Hazar jeopolitiğini incelediğimize göre, bölgede cari İran meselesine biraz değinelim. Çoğunluğu Azeri ve Acemlerden müteşekkil bugünkü İran, uzun yıllar Hazar’da en önemli tehdit olarak gösterilen bir ülkeydi. Hazar’da donanması var. Bir diğer Hazar donanmasına sahip ülke ise (doğaldır ki) Rusya’dır. Diğer ülkeler (Türkmenistan, Özbekistan, Kazakistan, Azerbaycan) yeni kurulmuşlardı ve deniz gücü oluşumlarını da yeni meydana getiriyorlardı. Hazar’da doğal zenginlikler var. En başta; gaz, petrol ve havyar. Dolayısıyla Hazar, küresel enerji savaşlarından tutunuz, bölgedeki halka indirgenecek bir paylaşım savaşı olan bir içdenizdir. ABD ve İsrail, İran’ın doğu sınırı bölgesinde çeşitli faaliyetler içindeler. Planladıkları “İran rejim değişikliği” için manipüle ettikleri coğrafyalardan; Ortadoğu’ya bakan kesimde mezhep savaşını körüklerler, Hazar’a bakan kesimde ise Orta Asyalıların sosyo-ekonomik taleplerini artırırlar. İşte bu noktada Türkmenistan (ve geri bölgede Kırgızistan, Özbekistan ve Tacikistan ile birleşen Oş Vadisi karma halkları) İsrail ve ABD için önemli bir çıpa oluşturmaktadır.
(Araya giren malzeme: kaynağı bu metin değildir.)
//! File-level drivers for each pipeline stage.
//!
//! ```text
//! <data_dir>/temp/<dump>            --process-->  <data_dir>/out/light-dump-<dump>.txt
//! <data_dir>/out/light-dump-*.txt   --extract-->  <data_dir>/out/light-dump-<Title>.txt
//! <data_dir>/out/light-dump-*.txt   --m-stat--->  <data_dir>/out_m_stat/m-stat-*.jsonl
//! <data_dir>/out/light-dump-<T>.txt --over-time-> <data_dir>/out_m_stat/overtime-<T>.jsonl
//! ```
//!
//! Files are processed one after another; each owns its output file.

use std::fs::File;
use std::io::{BufRead, BufReader, BufWriter};
use std::path::{Path, PathBuf};
use std::time::Instant;
use tracing::{info, info_span};

use crate::config::{ConfigError, OutputFormat, PipelineConfig, ProcessParams};
use crate::dump::{BatchEncoder, CompactEncoder, DumpError, DumpReader, EncodeStats, TabularEncoder};
use crate::mstat::{score_trace_stream, write_time_series, ScoreSummary};
use crate::trace::{
    extract_articles, m_stat_file_name, over_time_file_name, trace_file_name, ExtractSummary,
    PageTraceReader, TraceError, TraceStore,
};
use crate::PROGRESS_INTERVAL;

/// Input buffer size for dump files.
const DUMP_READ_BUFFER: usize = 1 << 20;

/// Error type for pipeline stages.
#[derive(Debug, thiserror::Error)]
pub enum PipelineError {
    /// Invalid parameters.
    #[error("Config error: {0}")]
    Config(#[from] ConfigError),
    /// Dump conversion failed; the output file is invalid.
    #[error("Failed to convert {path}: {source}")]
    Dump {
        /// Dump file.
        path: PathBuf,
        /// Cause.
        source: DumpError,
    },
    /// A trace file could not be read or an output row written.
    #[error("Failed on trace {path}: {source}")]
    Trace {
        /// Trace file.
        path: PathBuf,
        /// Cause.
        source: TraceError,
    },
    /// File could not be opened or created.
    #[error("I/O error on {path}: {source}")]
    Io {
        /// File or directory.
        path: PathBuf,
        /// Cause.
        source: std::io::Error,
    },
}

impl PipelineError {
    fn io(path: &Path) -> impl FnOnce(std::io::Error) -> Self + '_ {
        move |source| Self::Io { path: path.to_path_buf(), source }
    }

    fn trace(path: &Path) -> impl FnOnce(TraceError) -> Self + '_ {
        move |source| Self::Trace { path: path.to_path_buf(), source }
    }
}

/// A pipeline stage selectable on the command line.
#[derive(Debug, Clone, Copy, PartialEq, Eq, PartialOrd, Ord)]
pub enum Target {
    /// Convert dumps to traces (or rows).
    Process,
    /// Extract single articles from traces.
    Extract,
    /// Score every page of each trace.
    MStat,
    /// Running score of single-article traces.
    OverTime,
}

impl Target {
    /// Parse target from string.
    pub fn from_str(s: &str) -> Option<Self> {
        match s.to_lowercase().as_str() {
            "process" => Some(Self::Process),
            "extract" => Some(Self::Extract),
            "m-stat" | "m_stat" => Some(Self::MStat),
            "over-time" | "over_time" => Some(Self::OverTime),
            _ => None,
        }
    }
}

/// Outcome of converting one dump file.
#[derive(Debug, Clone, PartialEq, Eq)]
pub struct ConvertSummary {
    /// Written trace (or rows) file.
    pub output: PathBuf,
    /// Encoder counters.
    pub stats: EncodeStats,
}

/// Convert a dump stream into `store`, one batch of `page_chunk` pages at
/// a time.
pub fn convert_dump<R: BufRead>(
    input: R,
    store: &mut TraceStore,
    params: &ProcessParams,
) -> Result<EncodeStats, DumpError> {
    let mut encoder: Box<dyn BatchEncoder> = match params.out_format {
        OutputFormat::Compact => Box::new(CompactEncoder::new(params.missing_editor)),
        OutputFormat::Tabular => Box::new(TabularEncoder::new(&params.tags)),
    };

    let mut stats = EncodeStats::default();
    for batch in DumpReader::new(input).batches(params.page_chunk) {
        let batch = batch?;
        let (first, last) = (batch.first_page, batch.last_page());
        stats.merge(store.append_batch(batch, encoder.as_mut())?);
        if last / PROGRESS_INTERVAL > first / PROGRESS_INTERVAL {
            info!(pages = last, "Converted pages");
        }
    }
    Ok(stats)
}

/// Convert one dump file into `out_dir`.
pub fn convert_dump_file(
    dump: &Path,
    out_dir: &Path,
    params: &ProcessParams,
) -> Result<ConvertSummary, PipelineError> {
    let name = dump
        .file_name()
        .map(|n| n.to_string_lossy().into_owned())
        .unwrap_or_default();
    let output = out_dir.join(match params.out_format {
        OutputFormat::Compact => trace_file_name(&name),
        OutputFormat::Tabular => tabular_file_name(&name),
    });

    let input = File::open(dump).map_err(PipelineError::io(dump))?;
    let mut store = TraceStore::create(&output).map_err(PipelineError::io(&output))?;

    let started = Instant::now();
    info!(dump = %dump.display(), output = %output.display(), page_chunk = params.page_chunk, "Converting dump");
    let stats = convert_dump(BufReader::with_capacity(DUMP_READ_BUFFER, input), &mut store, params)
        .map_err(|source| PipelineError::Dump { path: dump.to_path_buf(), source })?;
    store.finish().map_err(PipelineError::io(&output))?;

    info!(
        dump = %dump.display(),
        pages = stats.pages,
        revisions = stats.revisions,
        unknown_editors = stats.unknown_editors,
        elapsed_ms = started.elapsed().as_millis() as u64,
        "Done converting dump"
    );
    Ok(ConvertSummary { output, stats })
}

fn tabular_file_name(dump_file: &str) -> String {
    format!("rows-{}.jsonl", dump_file.replace('.', "-"))
}

/// `process` stage: convert every configured dump.
pub fn process_data(config: &PipelineConfig) -> Result<Vec<ConvertSummary>, PipelineError> {
    config.validate()?;
    let out_dir = ensure_dir(config.out_dir())?;
    let temp_dir = config.temp_dir();

    let _span = info_span!("process").entered();
    config
        .process
        .fps
        .iter()
        .map(|fp| convert_dump_file(&temp_dir.join(fp), &out_dir, &config.process))
        .collect()
}

/// `m-stat` stage: score every page of every configured trace.
///
/// Page indices run on across files.
pub fn m_stat_data(config: &PipelineConfig) -> Result<Vec<ScoreSummary>, PipelineError> {
    let out_dir = config.out_dir();
    let m_stat_dir = ensure_dir(config.m_stat_dir())?;

    let _span = info_span!("m_stat").entered();
    let mut next_index = 0;
    let mut summaries = Vec::with_capacity(config.m_stat.fps.len());
    for fp in &config.m_stat.fps {
        let trace = out_dir.join(fp);
        let output = m_stat_dir.join(m_stat_file_name(fp));

        let reader = PageTraceReader::open(&trace).map_err(PipelineError::trace(&trace))?;
        let mut out = BufWriter::new(File::create(&output).map_err(PipelineError::io(&output))?);
        let summary = score_trace_stream(reader, &mut out, next_index, config.m_stat.extra_stats)
            .map_err(PipelineError::trace(&trace))?;

        next_index += summary.pages;
        info!(
            trace = %trace.display(),
            pages = summary.pages,
            conflicted_pages = summary.conflicted_pages,
            "Done scoring trace"
        );
        summaries.push(summary);
    }
    Ok(summaries)
}

/// `extract` stage: copy the configured articles out of the traces.
pub fn extract_data(config: &PipelineConfig) -> Result<ExtractSummary, PipelineError> {
    let out_dir = ensure_dir(config.out_dir())?;
    let traces: Vec<PathBuf> = config.extract.fps.iter().map(|fp| out_dir.join(fp)).collect();

    let _span = info_span!("extract").entered();
    extract_articles(&traces, &config.extract.desired_articles, &out_dir)
        .map_err(PipelineError::trace(&out_dir))
}

/// `over-time` stage: running score of each single-article trace.
pub fn over_time_data(config: &PipelineConfig) -> Result<Vec<PathBuf>, PipelineError> {
    let out_dir = config.out_dir();
    let m_stat_dir = ensure_dir(config.m_stat_dir())?;

    let _span = info_span!("over_time").entered();
    let mut outputs = Vec::with_capacity(config.over_time.fps.len());
    for fp in &config.over_time.fps {
        let trace = out_dir.join(fp);
        let output = m_stat_dir.join(over_time_file_name(fp));

        let reader = PageTraceReader::open(&trace).map_err(PipelineError::trace(&trace))?;
        let mut out = BufWriter::new(File::create(&output).map_err(PipelineError::io(&output))?);
        let rows = write_time_series(reader, &mut out).map_err(PipelineError::trace(&trace))?;

        info!(trace = %trace.display(), rows, "Done with time series");
        outputs.push(output);
    }
    Ok(outputs)
}

/// Run targets in pipeline order, whatever order they were given in.
pub fn run(config: &PipelineConfig, targets: &[Target]) -> Result<(), PipelineError> {
    let mut targets = targets.to_vec();
    targets.sort();
    targets.dedup();

    for target in targets {
        match target {
            Target::Process => {
                process_data(config)?;
            }
            Target::Extract => {
                extract_data(config)?;
            }
            Target::MStat => {
                m_stat_data(config)?;
            }
            Target::OverTime => {
                over_time_data(config)?;
            }
        }
    }
    Ok(())
}

fn ensure_dir(dir: PathBuf) -> Result<PathBuf, PipelineError> {
    std::fs::create_dir_all(&dir).map_err(PipelineError::io(&dir))?;
    Ok(dir)
}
Bugün Türkmenistan Hazar coğrafyasında en fazla silahlanan ülkelerden birisidir ve İran karşıtı olarak güçlendirilmektedir. (Şunu da hatırlatmak isterim, Birinci Dünya Savaşı zamanında İngilizler Hazar’da donanma inşa ettiler ve bugünkü Aktau açıklarında Rus-İngiliz deniz savaşı oldu. İngilizler nasıl Ortadoğu’da ABD ve İsrail ile müşterek ve tarihsel akıl bağlamında faaliyet içinde ise benzer biçimde, Hazar’da devrededir.)

Bugün İsrail’in gizli ve derinden yürüttüğü bir Hazar propaganda konusu var. Tarihte var olan Hazar Devleti’nin, Yahudi dinine inanan Türkler tarafından kurulduğunu iddia ediyorlar. Bu bağlamda propagandasını sürdürerek Hazar’da söz sahibi olmayı din faktörüyle ve özellikle Türkler üzerinde yerleştirmeye çabalamaktadır. Dikkat çekici bir durum bugünkü politikaları etkiler olmaya başlamış görülüyor. Nasıl Ortadoğu’da bir “mezhep savaşı” söz konusu ise gelecekte Hazar’da “Yahudilerle, diğer inanıştakiler,” diye bir ayrım yapılması düşünülmektedir. Son günlerde adı çokça duyulan Evanjelikler bakımından ifade edersek, bu bölgedeki halkların (SSCB döneminden sonra nispeten bakir olan, Müslüman inancı ile dinsizlik arasında gidip-gelenler hedeflenerek,) dininin değiştirilmesi ve Hıristiyanlaştırma faaliyetleri sürdürülmektedir. Sürdürülen meşru-misyoner faaliyetlerinde ya Yahudilik ya da Evanjelik Hıristiyanlık propagandası hakimdir. Bir dönem (şu an ne kadar etkinler teyit edilmelidir,) bu yapılar için “dinler arası diyalog” sloganıyla çalışma yapanların aracılık yaptıklarını da bu noktada işaret etmem gerekiyor. Cumhurbaşkanı Erdoğan’ın zirvedeki FETÖ vurgusu bilinen amaçla olduğu kadar, bu köklü düşünceden hareketle, bu anlamda önemlidir.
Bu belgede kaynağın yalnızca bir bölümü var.